Turkey’s Erdoğan to code computer program: Report

Turkey’s Erdoğan to code computer program: Report

ANKARA
Turkey’s Erdoğan to code computer program: Report

A pool photo featuring Erdoğan using a computer last year

A pro-government Turkish newspaper has reported that President Recep Tayyip Erdoğan will code a simple computer game or program to encourage young software developers.

Daily Sabah reported on July 6 that Erdoğan “prepared an important plan for Turkey to leap forward in the IT sector.” 

According to the report, Erdoğan’s “three-step project” aims to bring up “world-class IT experts, programmers and software developers” by taking Scandinavian countries as model, particularly Estonia.

“It is detected that students use [technological] means on social media and games,” daily Sabah stated, stressing that Erdoğan’s project will channel the youth’s energy into coding instead.

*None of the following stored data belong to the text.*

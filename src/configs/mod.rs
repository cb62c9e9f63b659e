use deadpool_redis::{Runtime, redis::AsyncCommands};
use sqlx::{PgPool, postgres::PgPoolOptions};

use crate::{ENV, api::error};

pub async fn connect_database() -> Result<PgPool, error::SystemError> {
    let database_url = &ENV.database_url;
    let pool = PgPoolOptions::new()
        .max_connections(ENV.db_max_connections)
        .min_connections(1)
        .acquire_slow_threshold(std::time::Duration::from_secs(3))
        .connect(database_url)
        .await?;

    sqlx::migrate!("./migrations").run(&pool).await?;
    log::info!("Database migrations applied");

    Ok(pool)
}

#[derive(Clone)]
pub struct RedisCache {
    pool: deadpool_redis::Pool,
}

impl RedisCache {
    pub async fn new() -> Result<Self, error::SystemError> {
        Self::from_url(&ENV.redis_url)
    }

    /// Builds the pool lazily; no connection is opened until the first command.
    pub fn from_url(url: &str) -> Result<Self, error::SystemError> {
        let mut cfg = deadpool_redis::Config::from_url(url);
        cfg.pool = Some(deadpool_redis::PoolConfig { max_size: 16, ..Default::default() });
        let pool = cfg.create_pool(Some(Runtime::Tokio1))?;
        Ok(Self { pool })
    }

    pub async fn set<T>(
        &self,
        key: &str,
        value: &T,
        expiration: u64,
    ) -> Result<(), error::SystemError>
    where
        T: serde::Serialize,
    {
        let mut conn = self.pool.get().await?;

        let serialized = serde_json::to_vec(value)?;

        conn.set_ex::<_, _, ()>(key, serialized, expiration).await?;

        Ok(())
    }

    pub async fn exists(&self, key: &str) -> Result<bool, error::SystemError> {
        let mut conn = self.pool.get().await?;
        let found: bool = conn.exists(key).await?;
        Ok(found)
    }

    pub async fn delete(&self, key: &str) -> Result<(), error::SystemError> {
        let mut conn = self.pool.get().await?;
        conn.del::<_, ()>(key).await?;
        Ok(())
    }
}
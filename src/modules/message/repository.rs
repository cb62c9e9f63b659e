use crate::api::error;
use crate::modules::message::model::{InsertMessage, MessageResponse};

#[async_trait::async_trait]
pub trait MessageRepository {
    async fn create(&self, message: &InsertMessage) -> Result<MessageResponse, error::SystemError>;

    /// Both directions of the thread, most recent first, with the total row count.
    async fn find_between_users(
        &self,
        user_a: i64,
        user_b: i64,
        page: u32,
        per_page: u32,
    ) -> Result<(Vec<MessageResponse>, i64), error::SystemError>;
}
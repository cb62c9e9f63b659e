pub mod user {
    pub mod schema;
    pub mod model;
    pub mod repository;
    pub mod repository_pg;
    pub mod handle;
    pub mod service;
    pub mod route;
}

pub mod friend {
    pub mod schema;
    pub mod model;
    pub mod policy;
    pub mod repository;
    pub mod repository_pg;
    pub mod handle;
    pub mod service;
    pub mod route;
}

pub mod message {
    pub mod schema;
    pub mod model;
    pub mod repository;
    pub mod repository_pg;
    pub mod handle;
    pub mod service;
    pub mod route;
}
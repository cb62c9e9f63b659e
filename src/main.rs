use actix_cors::Cors;
use actix_web::{
    self, App, HttpServer,
    middleware::{Logger, from_fn},
    web,
};
use std::sync::{Arc, LazyLock};

use crate::{
    api::error,
    configs::{RedisCache, connect_database},
    middlewares::{authentication, verified},
    modules::{
        friend::{repository_pg::FriendRepositoryPg, service::FriendService},
        message::{repository_pg::MessageRepositoryPg, service::MessageService},
        user::{
            repository_pg::UserRepositoryPg,
            service::{AuthSettings, UserService},
        },
    },
};

mod api;
mod configs;
mod constants;
mod middlewares;
mod modules;
#[cfg(test)]
mod test;
mod utils;

pub static ENV: LazyLock<constants::Env> = LazyLock::new(|| {
    dotenvy::dotenv().ok();
    env_logger::init();
    log::info!("Environment variables loaded from .env file");
    constants::Env::default()
});

#[actix_web::get("/")]
async fn health_check() -> &'static str {
    "Server is running"
}

#[actix_web::main]
async fn main() -> std::io::Result<()> {
    let db_pool = connect_database().await.map_err(|e| {
        log::error!("Database connection error: {e}");
        std::io::Error::other("Database connection error")
    })?;

    let redis_pool = RedisCache::new().await.map_err(|e| {
        log::error!("Redis connection error: {e}");
        std::io::Error::other("Redis connection error")
    })?;

    let user_repo = UserRepositoryPg::new(db_pool.clone());
    let friend_repo = Arc::new(FriendRepositoryPg::new(db_pool.clone()));
    let message_repo = MessageRepositoryPg::new(db_pool.clone());

    let user_service = UserService::with_dependencies(
        Arc::new(user_repo.clone()),
        Arc::new(redis_pool),
        AuthSettings::from_env(),
    );
    let friend_service =
        FriendService::with_dependencies(friend_repo.clone(), Arc::new(user_repo));
    let message_service = MessageService::with_dependencies(Arc::new(message_repo), friend_repo);

    log::info!("Starting server at http://{}:{}", ENV.ip.as_str(), ENV.port);
    HttpServer::new(move || {
        let cors = Cors::default()
            .allowed_origin(ENV.frontend_url.as_str())
            .allow_any_method()
            .allow_any_header()
            .supports_credentials();

        App::new()
            .wrap(Logger::default())
            .wrap(cors)
            .app_data(web::PathConfig::default().error_handler(|err, _| {
                error::Error::not_found(err.to_string()).into()
            }))
            .app_data(web::Data::new(user_service.clone()))
            .app_data(web::Data::new(friend_service.clone()))
            .app_data(web::Data::new(message_service.clone()))
            .service(health_check)
            .service(
                web::scope("/api").configure(modules::user::route::public_api_configure).service(
                    web::scope("")
                        .wrap(from_fn(verified))
                        .wrap(from_fn(authentication))
                        .configure(modules::user::route::configure)
                        .configure(modules::friend::route::configure)
                        .configure(modules::message::route::configure),
                ),
            )
    })
    .bind((ENV.ip.as_str(), ENV.port))?
    .workers(2)
    .run()
    .await
}
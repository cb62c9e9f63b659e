use crate::{
    api::error,
    modules::user::{
        model::{InsertUser, UserFilter},
        schema::UserEntity,
    },
};

#[async_trait::async_trait]
pub trait UserRepository {
    async fn find_by_id(&self, id: i64) -> Result<Option<UserEntity>, error::SystemError>;

    /// Only users with a verified email address.
    async fn find_active_by_id(&self, id: i64) -> Result<Option<UserEntity>, error::SystemError>;

    async fn find_by_email(&self, email: &str) -> Result<Option<UserEntity>, error::SystemError>;

    async fn create(&self, user: &InsertUser) -> Result<UserEntity, error::SystemError>;

    /// Returns false when the address was already verified.
    async fn mark_email_verified(&self, id: i64) -> Result<bool, error::SystemError>;

    async fn find_active_users(
        &self,
        filter: &UserFilter,
        page: u32,
        per_page: u32,
    ) -> Result<(Vec<UserEntity>, i64), error::SystemError>;
}
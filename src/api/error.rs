use actix_web::{HttpResponse, ResponseError, http::StatusCode};
use deadpool_redis::{CreatePoolError, PoolError, redis::RedisError};
use std::borrow::Cow;

use crate::constants::{
    FRIENDSHIP_PAIR_CONSTRAINT, PENDING_FRIEND_REQUEST_CONSTRAINT, USER_EMAIL_CONSTRAINT,
};

#[derive(thiserror::Error, Debug)]
pub enum Error {
    #[error("Unauthorized: {0}")]
    Unauthorized(Cow<'static, str>),
    #[error("Forbidden: {0}")]
    Forbidden(Cow<'static, str>),
    #[error("Not Found: {0}")]
    NotFound(Cow<'static, str>),
    #[error("Conflict: {0}")]
    Conflict(Cow<'static, str>),
    #[error("Unprocessable Entity: {message}")]
    Unprocessable { message: Cow<'static, str>, errors: Option<serde_json::Value> },
    #[error("Internal Server Error")]
    InternalServer,
}

#[derive(serde::Serialize)]
pub struct ErrorBody {
    pub message: Cow<'static, str>,
    #[serde(skip_serializing_if = "Option::is_none")]
    pub errors: Option<serde_json::Value>,
}

impl Error {
    pub fn unauthorized(msg: impl Into<Cow<'static, str>>) -> Self {
        Self::Unauthorized(msg.into())
    }

    pub fn not_found(msg: impl Into<Cow<'static, str>>) -> Self {
        Self::NotFound(msg.into())
    }

    pub fn unprocessable(msg: impl Into<Cow<'static, str>>) -> Self {
        Self::Unprocessable { message: msg.into(), errors: None }
    }

    pub fn validation(errors: &validator::ValidationErrors) -> Self {
        Self::Unprocessable {
            message: "The given data was invalid.".into(),
            errors: serde_json::to_value(errors).ok(),
        }
    }

    pub fn internal_server_error() -> Self {
        Self::InternalServer
    }
}

impl ResponseError for Error {
    fn status_code(&self) -> StatusCode {
        match *self {
            Error::Unauthorized(_) => StatusCode::UNAUTHORIZED,
            Error::Forbidden(_) => StatusCode::FORBIDDEN,
            Error::NotFound(_) => StatusCode::NOT_FOUND,
            Error::Conflict(_) => StatusCode::CONFLICT,
            Error::Unprocessable { .. } => StatusCode::UNPROCESSABLE_ENTITY,
            Error::InternalServer => StatusCode::INTERNAL_SERVER_ERROR,
        }
    }

    fn error_response(&self) -> HttpResponse {
        let mut res = HttpResponse::build(self.status_code());

        match self {
            // Has Message
            Error::NotFound(msg)
            | Error::Conflict(msg)
            | Error::Unauthorized(msg)
            | Error::Forbidden(msg) => res.json(ErrorBody { message: msg.clone(), errors: None }),
            Error::Unprocessable { message, errors } => {
                res.json(ErrorBody { message: message.clone(), errors: errors.clone() })
            }
            // No Message
            Error::InternalServer => {
                res.json(ErrorBody { message: "Internal Server Error".into(), errors: None })
            }
        }
    }
}

#[derive(thiserror::Error, Debug)]
pub enum SystemError {
    // jwt errors
    #[error("JWT Error")]
    JwtError(#[from] jsonwebtoken::errors::Error),
    // argon2 errors
    #[error("Hash Error")]
    HashError(#[from] argon2::password_hash::Error),
    // sqlx errors
    #[error("Database Error : {0}")]
    DatabaseError(Cow<'static, str>),
    #[error("Migration Error")]
    MigrateError(#[from] sqlx::migrate::MigrateError),
    // serde errors
    #[error("JSON Serialization/Deserialization Error")]
    JsonError(#[from] serde_json::Error),
    // redis errors
    #[error(transparent)]
    PoolInit(#[from] CreatePoolError),
    #[error("Redis pool error: {0}")]
    PoolGet(#[from] PoolError),
    #[error("Redis error")]
    RedisError(#[from] RedisError),
    // Custom Errors
    #[error("Unauthorized: {0}")]
    Unauthorized(Cow<'static, str>),
    #[error("Forbidden: {0}")]
    Forbidden(Cow<'static, str>),
    #[error("Not Found: {0}")]
    NotFound(Cow<'static, str>),
    #[error("Conflict: {0}")]
    Conflict(Cow<'static, str>),
    #[error("Unprocessable: {0}")]
    Unprocessable(Cow<'static, str>),
    #[error("Database Conflict: {0:?}")]
    UniqueViolation(Option<DbErrorMeta>),
    #[error("Internal System Error: {0}")]
    InternalError(Box<dyn std::error::Error + Send + Sync>),
}

fn conflict_message(meta: &Option<DbErrorMeta>) -> Cow<'static, str> {
    let Some(m) = meta else {
        return "Duplicate value".into();
    };

    let Some(constraint) = &m.constraint else {
        return "Duplicate value".into();
    };

    match constraint.as_str() {
        USER_EMAIL_CONSTRAINT => return "The email has already been taken.".into(),
        PENDING_FRIEND_REQUEST_CONSTRAINT => {
            return "A pending friend request already exists with this user.".into();
        }
        FRIENDSHIP_PAIR_CONSTRAINT => return "Users are already friends.".into(),
        _ => {}
    }

    let field = constraint.trim_end_matches("_key").split('_').next_back().unwrap_or("value");

    let mut chars = field.chars();
    let field = match chars.next() {
        Some(c) => c.to_uppercase().collect::<String>() + chars.as_str(),
        None => "Value".to_string(),
    };

    format!("{field} already exists").into()
}

#[derive(Debug)]
pub struct DbErrorMeta {
    pub constraint: Option<String>,
}

impl From<SystemError> for Error {
    fn from(value: SystemError) -> Self {
        match value {
            SystemError::Unauthorized(msg) => Error::Unauthorized(msg),
            SystemError::Forbidden(msg) => Error::Forbidden(msg),
            SystemError::NotFound(msg) => Error::NotFound(msg),
            SystemError::Conflict(msg) => Error::Conflict(msg),
            SystemError::Unprocessable(msg) => Error::unprocessable(msg),
            SystemError::UniqueViolation(meta) => Error::Conflict(conflict_message(&meta)),
            _ => {
                log::error!("Internal Server Error: {:?}", value);
                Error::InternalServer
            }
        }
    }
}

impl From<sqlx::Error> for SystemError {
    fn from(err: sqlx::Error) -> Self {
        if let sqlx::Error::Database(db_err) = &err {
            match db_err.code().as_deref() {
                Some("23505") => {
                    log::debug!("Unique violation: {}", db_err.message());
                    return SystemError::UniqueViolation(Some(DbErrorMeta {
                        constraint: db_err.constraint().map(|s| s.to_string()),
                    }));
                }
                Some("23503") => {
                    return SystemError::NotFound("Related resource not found".into());
                }
                Some("23514") => {
                    return SystemError::Unprocessable("The given data was invalid.".into());
                }
                _ => {
                    log::error!("Unhandled DB error: {:?}", db_err);
                    return SystemError::DatabaseError(db_err.message().to_string().into());
                }
            }
        }
        log::error!("{:?}", err);
        SystemError::InternalError(Box::new(err))
    }
}

impl SystemError {
    pub fn not_found(msg: impl Into<Cow<'static, str>>) -> Self {
        Self::NotFound(msg.into())
    }

    pub fn unauthorized(msg: impl Into<Cow<'static, str>>) -> Self {
        Self::Unauthorized(msg.into())
    }

    pub fn forbidden(msg: impl Into<Cow<'static, str>>) -> Self {
        Self::Forbidden(msg.into())
    }

    pub fn conflict(msg: impl Into<Cow<'static, str>>) -> Self {
        Self::Conflict(msg.into())
    }

    pub fn unprocessable(msg: impl Into<Cow<'static, str>>) -> Self {
        Self::Unprocessable(msg.into())
    }

    #[cfg(test)]
    pub fn unique_violation(constraint: &str) -> Self {
        Self::UniqueViolation(Some(DbErrorMeta { constraint: Some(constraint.to_string()) }))
    }

    /// True when this is a unique violation raised by `constraint`.
    pub fn violates(&self, constraint: &str) -> bool {
        matches!(
            self,
            SystemError::UniqueViolation(Some(DbErrorMeta { constraint: Some(c), .. })) if c == constraint
        )
    }
}
use crate::{middlewares::authentication, modules::user::handle::*};
use actix_web::{
    middleware::from_fn,
    web::{self, ServiceConfig, scope},
};

pub fn public_api_configure(cfg: &mut ServiceConfig) {
    cfg.service(
        scope("/auth").service(register).service(login).service(
            web::resource("/logout").wrap(from_fn(authentication)).route(web::post().to(logout)),
        ),
    )
    .service(scope("/email").service(verify_email).service(resend_verification));
}

pub fn configure(cfg: &mut ServiceConfig) {
    cfg.service(scope("/users").service(list_users));
}
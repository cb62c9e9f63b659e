use crate::{
    api::error,
    modules::{
        friend::{
            model::{FriendRequestResponse, FriendRequestRow},
            policy,
            repository::{FriendRepo, FriendRequestRepository, FriendshipRepository},
            schema::{FriendRequestEntity, FriendRequestStatus, FriendshipEntity},
        },
        user::schema::UserEntity,
    },
};

#[derive(Clone)]
pub struct FriendRepositoryPg {
    pool: sqlx::PgPool,
}

impl FriendRepositoryPg {
    pub fn new(pool: sqlx::PgPool) -> Self {
        Self { pool }
    }
}

#[async_trait::async_trait]
impl FriendshipRepository for FriendRepositoryPg {
    async fn find_friendship(
        &self,
        user_id: i64,
        friend_id: i64,
    ) -> Result<Option<FriendshipEntity>, error::SystemError> {
        let friendship = sqlx::query_as::<_, FriendshipEntity>(
            "SELECT * FROM friendships WHERE user_id = $1 AND friend_id = $2",
        )
        .bind(user_id)
        .bind(friend_id)
        .fetch_optional(&self.pool)
        .await?;

        Ok(friendship)
    }

    async fn find_friends(&self, user_id: i64) -> Result<Vec<UserEntity>, error::SystemError> {
        let friends = sqlx::query_as::<_, UserEntity>(
            r#"
            SELECT u.*
            FROM friendships f
            JOIN users u
                ON u.id = f.friend_id
            WHERE f.user_id = $1
            ORDER BY u.name, u.id
            "#,
        )
        .bind(user_id)
        .fetch_all(&self.pool)
        .await?;

        Ok(friends)
    }
}

#[async_trait::async_trait]
impl FriendRequestRepository for FriendRepositoryPg {
    async fn find_pending_between(
        &self,
        user_a: i64,
        user_b: i64,
    ) -> Result<Option<FriendRequestEntity>, error::SystemError> {
        let request = sqlx::query_as::<_, FriendRequestEntity>(
            r#"
            SELECT *
            FROM friend_requests
            WHERE status = 'pending'
            AND (
                (sender_id = $1 AND receiver_id = $2)
                OR (sender_id = $2 AND receiver_id = $1)
            )
            LIMIT 1
            "#,
        )
        .bind(user_a)
        .bind(user_b)
        .fetch_optional(&self.pool)
        .await?;

        Ok(request)
    }

    async fn find_pending_to_user(
        &self,
        user_id: i64,
    ) -> Result<Vec<FriendRequestResponse>, error::SystemError> {
        let rows = sqlx::query_as::<_, FriendRequestRow>(
            r#"
            SELECT
                fr.id,
                fr.status,
                fr.created_at,
                fr.updated_at,
                s.id AS sender_id,
                s.name AS sender_name,
                s.email AS sender_email,
                s.email_verified_at AS sender_email_verified_at,
                s.created_at AS sender_created_at,
                r.id AS receiver_id,
                r.name AS receiver_name,
                r.email AS receiver_email,
                r.email_verified_at AS receiver_email_verified_at,
                r.created_at AS receiver_created_at
            FROM friend_requests fr
            JOIN users s
                ON s.id = fr.sender_id
            JOIN users r
                ON r.id = fr.receiver_id
            WHERE fr.receiver_id = $1
            AND fr.status = 'pending'
            ORDER BY fr.created_at DESC, fr.id DESC
            "#,
        )
        .bind(user_id)
        .fetch_all(&self.pool)
        .await?;

        Ok(rows.into_iter().map(FriendRequestResponse::from).collect())
    }

    async fn create_friend_request(
        &self,
        sender_id: i64,
        receiver_id: i64,
    ) -> Result<FriendRequestEntity, error::SystemError> {
        // friend_requests_pending_pair_key rejects a concurrent duplicate with 23505
        let request = sqlx::query_as::<_, FriendRequestEntity>(
            r#"
            INSERT INTO friend_requests (sender_id, receiver_id, status)
            VALUES ($1, $2, 'pending')
            RETURNING *
            "#,
        )
        .bind(sender_id)
        .bind(receiver_id)
        .fetch_one(&self.pool)
        .await?;

        Ok(request)
    }
}

#[async_trait::async_trait]
impl FriendRepo for FriendRepositoryPg {
    async fn transition_friend_request_atomic(
        &self,
        request_id: i64,
        acting_user_id: i64,
        target: FriendRequestStatus,
    ) -> Result<FriendRequestEntity, error::SystemError> {
        let mut tx = self.pool.begin().await?;

        let request = sqlx::query_as::<_, FriendRequestEntity>(
            "SELECT * FROM friend_requests WHERE id = $1 FOR UPDATE",
        )
        .bind(request_id)
        .fetch_optional(&mut *tx)
        .await?
        .ok_or_else(|| error::SystemError::not_found("Friend request not found"))?;

        if let Err(e) = policy::ensure_transition(acting_user_id, &request, target) {
            tx.rollback().await?;
            return Err(e);
        }

        let updated = sqlx::query_as::<_, FriendRequestEntity>(
            r#"
            UPDATE friend_requests
            SET status = $2, updated_at = NOW()
            WHERE id = $1
            RETURNING *
            "#,
        )
        .bind(request_id)
        .bind(target)
        .fetch_one(&mut *tx)
        .await?;

        if target == FriendRequestStatus::Accepted {
            sqlx::query(
                r#"
                INSERT INTO friendships (user_id, friend_id)
                VALUES ($1, $2), ($2, $1)
                "#,
            )
            .bind(request.sender_id)
            .bind(request.receiver_id)
            .execute(&mut *tx)
            .await?;
        }

        tx.commit().await?;

        Ok(updated)
    }
}
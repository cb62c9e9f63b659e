use actix_web::{HttpRequest, get, post, web};

use crate::{
    api::{error, success},
    middlewares::get_claims,
    modules::{
        friend::{
            model::{FriendRequestBody, FriendRequestResponse},
            repository_pg::FriendRepositoryPg,
            service::FriendService,
        },
        user::{model::UserResponse, repository_pg::UserRepositoryPg},
    },
    utils::ValidatedJson,
};

pub type FriendSvc = FriendService<FriendRepositoryPg, UserRepositoryPg>;

#[post("/request")]
pub async fn send_friend_request(
    friend_service: web::Data<FriendSvc>,
    body: ValidatedJson<FriendRequestBody>,
    req: HttpRequest,
) -> Result<success::Success<FriendRequestResponse>, error::Error> {
    let sender_id = get_claims(&req)?.sub;
    let request = friend_service.send_friend_request(sender_id, body.0.receiver_id).await?;

    Ok(success::Success::created(Some(request)).message("Friend request sent successfully."))
}

#[get("/requests")]
pub async fn list_pending_requests(
    friend_service: web::Data<FriendSvc>,
    req: HttpRequest,
) -> Result<success::Success<Vec<FriendRequestResponse>>, error::Error> {
    let user_id = get_claims(&req)?.sub;
    let requests = friend_service.get_pending_requests(user_id).await?;

    Ok(success::Success::ok(Some(requests)))
}

#[post("/requests/{request_id}/accept")]
pub async fn accept_friend_request(
    friend_service: web::Data<FriendSvc>,
    request_id: web::Path<i64>,
    req: HttpRequest,
) -> Result<success::Success<()>, error::Error> {
    let receiver_id = get_claims(&req)?.sub;
    friend_service.accept_friend_request(request_id.into_inner(), receiver_id).await?;

    Ok(success::Success::ok(None).message("Friend request accepted."))
}

#[post("/requests/{request_id}/reject")]
pub async fn reject_friend_request(
    friend_service: web::Data<FriendSvc>,
    request_id: web::Path<i64>,
    req: HttpRequest,
) -> Result<success::Success<()>, error::Error> {
    let receiver_id = get_claims(&req)?.sub;
    friend_service.reject_friend_request(request_id.into_inner(), receiver_id).await?;

    Ok(success::Success::ok(None).message("Friend request rejected."))
}

#[get("")]
pub async fn list_friends(
    friend_service: web::Data<FriendSvc>,
    req: HttpRequest,
) -> Result<success::Success<Vec<UserResponse>>, error::Error> {
    let user_id = get_claims(&req)?.sub;
    let friends = friend_service.get_friends(user_id).await?;

    Ok(success::Success::ok(Some(friends)))
}
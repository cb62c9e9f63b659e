use std::sync::Arc;

use log::info;

use crate::{
    api::error,
    constants::PENDING_FRIEND_REQUEST_CONSTRAINT,
    modules::{
        friend::{
            model::FriendRequestResponse,
            repository::FriendRepo,
            schema::{FriendRequestEntity, FriendRequestStatus},
        },
        user::{model::UserResponse, repository::UserRepository},
    },
};

#[derive(Clone)]
pub struct FriendService<R, U>
where
    R: FriendRepo + Send + Sync,
    U: UserRepository + Send + Sync,
{
    friend_repo: Arc<R>,
    user_repo: Arc<U>,
}

impl<R, U> FriendService<R, U>
where
    R: FriendRepo + Send + Sync,
    U: UserRepository + Send + Sync,
{
    pub fn with_dependencies(friend_repo: Arc<R>, user_repo: Arc<U>) -> Self {
        FriendService { friend_repo, user_repo }
    }

    pub async fn are_friends(&self, user_id: i64, friend_id: i64) -> Result<bool, error::SystemError> {
        let friendship = self.friend_repo.find_friendship(user_id, friend_id).await?;
        Ok(friendship.is_some())
    }

    pub async fn get_friends(&self, user_id: i64) -> Result<Vec<UserResponse>, error::SystemError> {
        let friends = self.friend_repo.find_friends(user_id).await?;
        Ok(friends.into_iter().map(UserResponse::from).collect())
    }

    pub async fn send_friend_request(
        &self,
        sender_id: i64,
        receiver_id: i64,
    ) -> Result<FriendRequestResponse, error::SystemError> {
        if receiver_id == sender_id {
            return Err(error::SystemError::unprocessable(
                "You cannot send a friend request to yourself.",
            ));
        }

        let (sender, receiver) = tokio::try_join!(
            self.user_repo.find_by_id(sender_id),
            self.user_repo.find_active_by_id(receiver_id),
        )?;

        let receiver = receiver.ok_or_else(|| {
            error::SystemError::not_found("The user you are trying to add is not active.")
        })?;
        let sender = sender.ok_or_else(|| error::SystemError::not_found("User not found"))?;

        let (friendship, pending) = tokio::try_join!(
            self.friend_repo.find_friendship(sender_id, receiver_id),
            self.friend_repo.find_pending_between(sender_id, receiver_id),
        )?;

        if friendship.is_some() {
            return Err(error::SystemError::conflict("Users are already friends."));
        }

        if pending.is_some() {
            return Err(error::SystemError::conflict(
                "A pending friend request already exists with this user.",
            ));
        }

        let request = self
            .friend_repo
            .create_friend_request(sender_id, receiver_id)
            .await
            .map_err(|e| {
                if e.violates(PENDING_FRIEND_REQUEST_CONSTRAINT) {
                    error::SystemError::conflict(
                        "A pending friend request already exists with this user.",
                    )
                } else {
                    e
                }
            })?;

        info!("User {} sent friend request {} to user {}", sender_id, request.id, receiver_id);

        Ok(FriendRequestResponse::new(
            request,
            UserResponse::from(sender),
            UserResponse::from(receiver),
        ))
    }

    pub async fn accept_friend_request(
        &self,
        request_id: i64,
        acting_user_id: i64,
    ) -> Result<(), error::SystemError> {
        let request = self.transition(request_id, acting_user_id, FriendRequestStatus::Accepted).await?;
        info!("Users {} and {} are now friends", request.sender_id, request.receiver_id);
        Ok(())
    }

    pub async fn reject_friend_request(
        &self,
        request_id: i64,
        acting_user_id: i64,
    ) -> Result<(), error::SystemError> {
        self.transition(request_id, acting_user_id, FriendRequestStatus::Rejected).await?;
        Ok(())
    }

    pub async fn get_pending_requests(
        &self,
        user_id: i64,
    ) -> Result<Vec<FriendRequestResponse>, error::SystemError> {
        self.friend_repo.find_pending_to_user(user_id).await
    }

    async fn transition(
        &self,
        request_id: i64,
        acting_user_id: i64,
        target: FriendRequestStatus,
    ) -> Result<FriendRequestEntity, error::SystemError> {
        let request = self
            .friend_repo
            .transition_friend_request_atomic(request_id, acting_user_id, target)
            .await?;
        info!("Friend request {} is now {:?}", request.id, request.status);
        Ok(request)
    }
}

To accomplish this, Erdoğan “will first gather bright brains, who accomplished significant work in software, e-entrepreneurship and IT, around the presidential dining table.” Then, the report continued, Turkish president “will call on the business world to invest in software and programs.” 

The third and the final step of the project, according to daily Sabah, will involve a more direct role for Erdoğan. 

“IT festivals will be organized throughout Turkey. Erdoğan will write a simple game or a program command with students at these festivals, which will encourage them,” the report concluded. 

Erdoğan’s love-hate relationship

While the pro-government media keeps trying to convince the public that a powerful presidency would be better for Turkey, it is no secret that Erdoğan has had a love-hate relationship with new technologies and its platforms. 

Last year, his government blocked access to Facebook and Twitter, which he had previously described as “trouble.” He has also threatened to “eradicate” these platforms, although he uses the social media platform to address more than 6.6 million of his followers. Turkey’s Constitutional Court later revoked the ban, but there are still more than 81,000 websites blocked in Turkey, according to the independent monitoring website, Engelli Web. 

Erdoğan’s only publicly-known interaction with a Scandinavian software developer was also rather tense. In 2013, the Turkish president visited the headquarters of Rovio in Finland and asked in low spirits why the “Angry Birds” were so angry.

Rovio CEO Mikael Hed then reassured Erdoğan the Angry Birds were only angry because the pigs steal their eggs and their mood does not have “any negative effect on children.”